Fast-Food de Grégoire Damon

Aujourd’hui sort en librairie Fast-Food, le nouveau roman de Grégoire Damon dans la collection Qui Vive chez Buchet-Castel, un éditeur « qu’il est bon d’en être » quand on sait le bon nombre de bons écrivains que cette maison a fait connaître. Je partage son bonheur aujourd’hui et m’en vais filer au drive le plus proche pour me prendre un menu.

Derrière les comptoirs de Meecoy, les équipiers vivent au rythme des départs, des arrivées, des disparitions et des micro-révolutions.

Greg astique la friteuse, nourrit le toaster, fait des pauses-clope et observe ses contemporains. Flanqué de Jack le parano, Ed la grande gueule, Croquette le clown et Graf le petit con tatoué, il réussirait presque à déjouer les ruses du nouveau management. Jusqu’à ce que celui-ci dévoile toute sa risible cruauté.

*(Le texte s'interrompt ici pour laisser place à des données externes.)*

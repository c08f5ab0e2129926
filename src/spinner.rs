use indicatif::{ProgressBar, ProgressDrawTarget, ProgressStyle};
use std::path::Path;
use std::time::Duration;
use terminator::ProgressReporter;

/// Spinner on stderr while the tree is walked. indicatif hides it when
/// stderr is not a terminal.
pub struct CliReporter {
    bar: ProgressBar,
}

impl CliReporter {
    pub fn new() -> Self {
        let bar = ProgressBar::with_draw_target(None, ProgressDrawTarget::stderr());
        let style = ProgressStyle::with_template("{spinner:.cyan} {msg}")
            .unwrap_or_else(|_| ProgressStyle::default_spinner())
            .tick_chars("⠋⠙⠹⠸⠼⠴⠦⠧⠇⠏");
        bar.set_style(style);
        Self { bar }
    }
}

impl ProgressReporter for CliReporter {
    fn on_scan_start(&self) {
        self.bar.set_message("Scanning files...");
        self.bar.enable_steady_tick(Duration::from_millis(80));
    }

    fn on_dir_entered(&self, dirs_visited: usize, files_checked: usize, current_dir: &Path) {
        self.bar.set_message(format!(
            "Scanning... {} dirs, {} files checked ({})",
            dirs_visited,
            files_checked,
            current_dir.display()
        ));
    }

    fn on_scan_complete(&self, files_checked: usize, unterminated: usize, duration_secs: f64) {
        self.bar.finish_and_clear();
        if !self.bar.is_hidden() {
            eprintln!(
                "  \x1b[32m✓\x1b[0m Scan complete: {} files checked, {} unterminated in {:.2}s",
                files_checked, unterminated, duration_secs
            );
        }
    }
}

Alors, le grand capital pourrait-il s’abolir dans un happening ? Ou faut-il avoir recours aux deux seules armes qui ont fait leurs preuves : l’humour et la poésie ?

Un roman tendre comme un steak, tranchant comme un sabre de samouraï.

« D’ailleurs on finira par disparaître. Le progrès est en marche. […] Un jour, ils inventeront la restauration rapide sans équipier. Le client arrivera devant un écran, il appuiera sur des touches, la machinerie se mettra en route, et en deux minutes il aura son menu avec supplément mayo. On est la dernière génération. C’est le moment ou jamais de s’amuser un peu. »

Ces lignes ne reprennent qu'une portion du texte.